● Exercise:
Go through the lines below. Copy those with "carry".

▬▬▬▬▬▬

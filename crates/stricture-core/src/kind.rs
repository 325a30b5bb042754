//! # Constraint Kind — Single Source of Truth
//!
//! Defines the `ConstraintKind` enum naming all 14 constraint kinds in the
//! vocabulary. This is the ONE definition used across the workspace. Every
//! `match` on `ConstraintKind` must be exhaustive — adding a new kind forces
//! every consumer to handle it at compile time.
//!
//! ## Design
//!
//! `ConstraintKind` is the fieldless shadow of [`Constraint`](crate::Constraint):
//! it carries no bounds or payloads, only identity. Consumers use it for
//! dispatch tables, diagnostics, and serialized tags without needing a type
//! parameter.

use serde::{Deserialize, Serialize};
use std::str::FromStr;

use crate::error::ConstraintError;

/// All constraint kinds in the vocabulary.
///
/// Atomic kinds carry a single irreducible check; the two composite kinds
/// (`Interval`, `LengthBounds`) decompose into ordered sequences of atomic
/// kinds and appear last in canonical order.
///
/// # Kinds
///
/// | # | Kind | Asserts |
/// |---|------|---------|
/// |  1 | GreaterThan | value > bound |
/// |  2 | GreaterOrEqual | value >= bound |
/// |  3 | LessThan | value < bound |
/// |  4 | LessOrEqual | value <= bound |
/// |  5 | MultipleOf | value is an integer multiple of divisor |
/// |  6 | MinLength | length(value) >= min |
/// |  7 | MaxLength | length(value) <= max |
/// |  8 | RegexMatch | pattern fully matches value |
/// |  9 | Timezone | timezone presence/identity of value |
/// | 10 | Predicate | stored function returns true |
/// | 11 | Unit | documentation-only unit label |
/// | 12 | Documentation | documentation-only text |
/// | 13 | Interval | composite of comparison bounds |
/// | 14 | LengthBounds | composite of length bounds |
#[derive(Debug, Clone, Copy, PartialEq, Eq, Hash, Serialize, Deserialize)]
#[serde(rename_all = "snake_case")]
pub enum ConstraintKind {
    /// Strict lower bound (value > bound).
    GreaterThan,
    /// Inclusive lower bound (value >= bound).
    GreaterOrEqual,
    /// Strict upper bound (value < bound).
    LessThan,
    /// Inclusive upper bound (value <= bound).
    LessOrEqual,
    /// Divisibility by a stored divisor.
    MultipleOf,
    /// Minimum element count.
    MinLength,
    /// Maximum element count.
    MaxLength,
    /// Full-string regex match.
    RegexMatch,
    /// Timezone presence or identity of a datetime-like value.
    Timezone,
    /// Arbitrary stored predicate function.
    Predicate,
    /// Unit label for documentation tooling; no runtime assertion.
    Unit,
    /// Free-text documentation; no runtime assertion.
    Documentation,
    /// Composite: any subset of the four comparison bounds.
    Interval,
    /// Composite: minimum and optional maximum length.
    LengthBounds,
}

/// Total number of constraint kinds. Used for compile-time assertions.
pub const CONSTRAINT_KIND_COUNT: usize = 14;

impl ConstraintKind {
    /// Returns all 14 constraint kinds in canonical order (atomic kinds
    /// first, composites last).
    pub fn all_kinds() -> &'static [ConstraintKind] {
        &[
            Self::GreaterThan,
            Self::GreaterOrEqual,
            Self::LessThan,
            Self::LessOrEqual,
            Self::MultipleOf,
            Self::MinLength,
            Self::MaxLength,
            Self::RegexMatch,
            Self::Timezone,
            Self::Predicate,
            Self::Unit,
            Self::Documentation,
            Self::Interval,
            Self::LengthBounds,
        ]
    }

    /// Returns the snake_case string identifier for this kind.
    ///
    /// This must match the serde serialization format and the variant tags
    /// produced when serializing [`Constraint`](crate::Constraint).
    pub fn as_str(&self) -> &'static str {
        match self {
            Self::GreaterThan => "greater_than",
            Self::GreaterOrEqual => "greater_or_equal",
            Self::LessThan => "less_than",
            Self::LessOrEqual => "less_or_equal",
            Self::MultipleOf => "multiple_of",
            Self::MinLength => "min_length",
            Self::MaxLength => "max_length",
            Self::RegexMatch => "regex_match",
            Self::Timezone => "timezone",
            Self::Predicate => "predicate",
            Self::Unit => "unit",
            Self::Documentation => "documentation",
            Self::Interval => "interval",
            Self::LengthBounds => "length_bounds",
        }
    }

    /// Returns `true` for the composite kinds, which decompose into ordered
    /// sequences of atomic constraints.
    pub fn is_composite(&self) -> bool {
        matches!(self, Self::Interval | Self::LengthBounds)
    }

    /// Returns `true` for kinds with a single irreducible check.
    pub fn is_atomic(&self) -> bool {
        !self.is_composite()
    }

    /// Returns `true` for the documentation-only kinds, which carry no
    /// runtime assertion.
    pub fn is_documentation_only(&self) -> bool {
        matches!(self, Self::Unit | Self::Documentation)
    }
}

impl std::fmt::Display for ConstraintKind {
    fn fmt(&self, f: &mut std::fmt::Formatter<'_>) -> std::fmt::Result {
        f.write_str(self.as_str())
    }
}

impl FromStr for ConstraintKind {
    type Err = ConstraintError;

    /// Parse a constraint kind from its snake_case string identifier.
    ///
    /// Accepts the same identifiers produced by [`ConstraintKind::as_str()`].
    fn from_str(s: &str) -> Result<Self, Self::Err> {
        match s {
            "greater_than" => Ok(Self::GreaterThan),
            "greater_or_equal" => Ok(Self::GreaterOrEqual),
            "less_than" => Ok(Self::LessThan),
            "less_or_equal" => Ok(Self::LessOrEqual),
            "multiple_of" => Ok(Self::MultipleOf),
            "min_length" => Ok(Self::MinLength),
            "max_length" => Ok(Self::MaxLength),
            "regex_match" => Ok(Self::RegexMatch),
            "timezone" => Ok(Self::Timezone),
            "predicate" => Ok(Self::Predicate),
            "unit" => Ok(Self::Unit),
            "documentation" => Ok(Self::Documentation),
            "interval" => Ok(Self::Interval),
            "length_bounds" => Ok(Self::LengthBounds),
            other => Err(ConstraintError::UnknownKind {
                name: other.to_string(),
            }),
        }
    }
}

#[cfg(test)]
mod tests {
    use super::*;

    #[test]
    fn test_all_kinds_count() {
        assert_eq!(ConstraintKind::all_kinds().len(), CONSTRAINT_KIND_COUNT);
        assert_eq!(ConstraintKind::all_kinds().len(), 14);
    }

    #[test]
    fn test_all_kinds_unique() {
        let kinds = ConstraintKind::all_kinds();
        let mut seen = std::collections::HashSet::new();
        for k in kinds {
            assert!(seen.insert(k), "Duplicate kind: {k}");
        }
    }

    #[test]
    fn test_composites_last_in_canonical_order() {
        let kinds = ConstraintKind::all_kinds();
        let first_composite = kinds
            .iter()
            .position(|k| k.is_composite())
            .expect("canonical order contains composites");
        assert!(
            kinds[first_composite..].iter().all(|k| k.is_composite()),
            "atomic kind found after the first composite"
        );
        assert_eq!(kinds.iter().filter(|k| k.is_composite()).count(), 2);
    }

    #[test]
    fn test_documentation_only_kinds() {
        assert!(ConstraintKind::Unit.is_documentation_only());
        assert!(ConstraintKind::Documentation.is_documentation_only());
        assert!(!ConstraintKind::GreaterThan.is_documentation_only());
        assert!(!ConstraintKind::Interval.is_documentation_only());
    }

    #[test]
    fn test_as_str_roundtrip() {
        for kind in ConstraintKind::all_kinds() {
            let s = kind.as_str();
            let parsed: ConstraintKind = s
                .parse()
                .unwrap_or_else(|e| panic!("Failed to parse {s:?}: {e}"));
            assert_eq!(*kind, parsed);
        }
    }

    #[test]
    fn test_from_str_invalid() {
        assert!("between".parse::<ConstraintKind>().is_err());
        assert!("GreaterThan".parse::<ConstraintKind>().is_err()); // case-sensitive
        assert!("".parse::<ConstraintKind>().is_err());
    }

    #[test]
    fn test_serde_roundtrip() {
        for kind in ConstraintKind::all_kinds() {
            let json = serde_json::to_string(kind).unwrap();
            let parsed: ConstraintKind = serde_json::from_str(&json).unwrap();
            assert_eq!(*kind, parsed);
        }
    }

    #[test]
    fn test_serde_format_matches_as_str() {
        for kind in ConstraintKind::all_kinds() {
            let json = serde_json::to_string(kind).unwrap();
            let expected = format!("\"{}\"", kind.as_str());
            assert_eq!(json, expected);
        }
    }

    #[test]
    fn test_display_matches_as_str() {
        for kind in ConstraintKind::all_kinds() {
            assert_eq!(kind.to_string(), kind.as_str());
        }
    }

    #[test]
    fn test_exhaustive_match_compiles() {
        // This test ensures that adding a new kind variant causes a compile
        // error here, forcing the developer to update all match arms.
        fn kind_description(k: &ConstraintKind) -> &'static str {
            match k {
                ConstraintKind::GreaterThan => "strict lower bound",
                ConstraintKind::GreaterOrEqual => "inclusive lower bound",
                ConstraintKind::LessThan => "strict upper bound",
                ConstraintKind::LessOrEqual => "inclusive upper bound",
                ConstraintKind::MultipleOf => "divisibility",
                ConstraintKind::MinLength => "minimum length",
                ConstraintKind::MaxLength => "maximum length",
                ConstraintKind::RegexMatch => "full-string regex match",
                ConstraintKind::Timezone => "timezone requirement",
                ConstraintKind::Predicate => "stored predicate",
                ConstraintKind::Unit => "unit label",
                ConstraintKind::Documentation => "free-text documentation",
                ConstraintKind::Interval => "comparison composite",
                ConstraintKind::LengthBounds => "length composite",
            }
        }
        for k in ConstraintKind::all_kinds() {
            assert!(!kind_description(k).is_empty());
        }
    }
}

▬▬▬▬▬▬

● Solution below:
/// Atomic kinds carry a single irreducible check; the two composite kinds
    /// Returns `true` for the documentation-only kinds, which carry no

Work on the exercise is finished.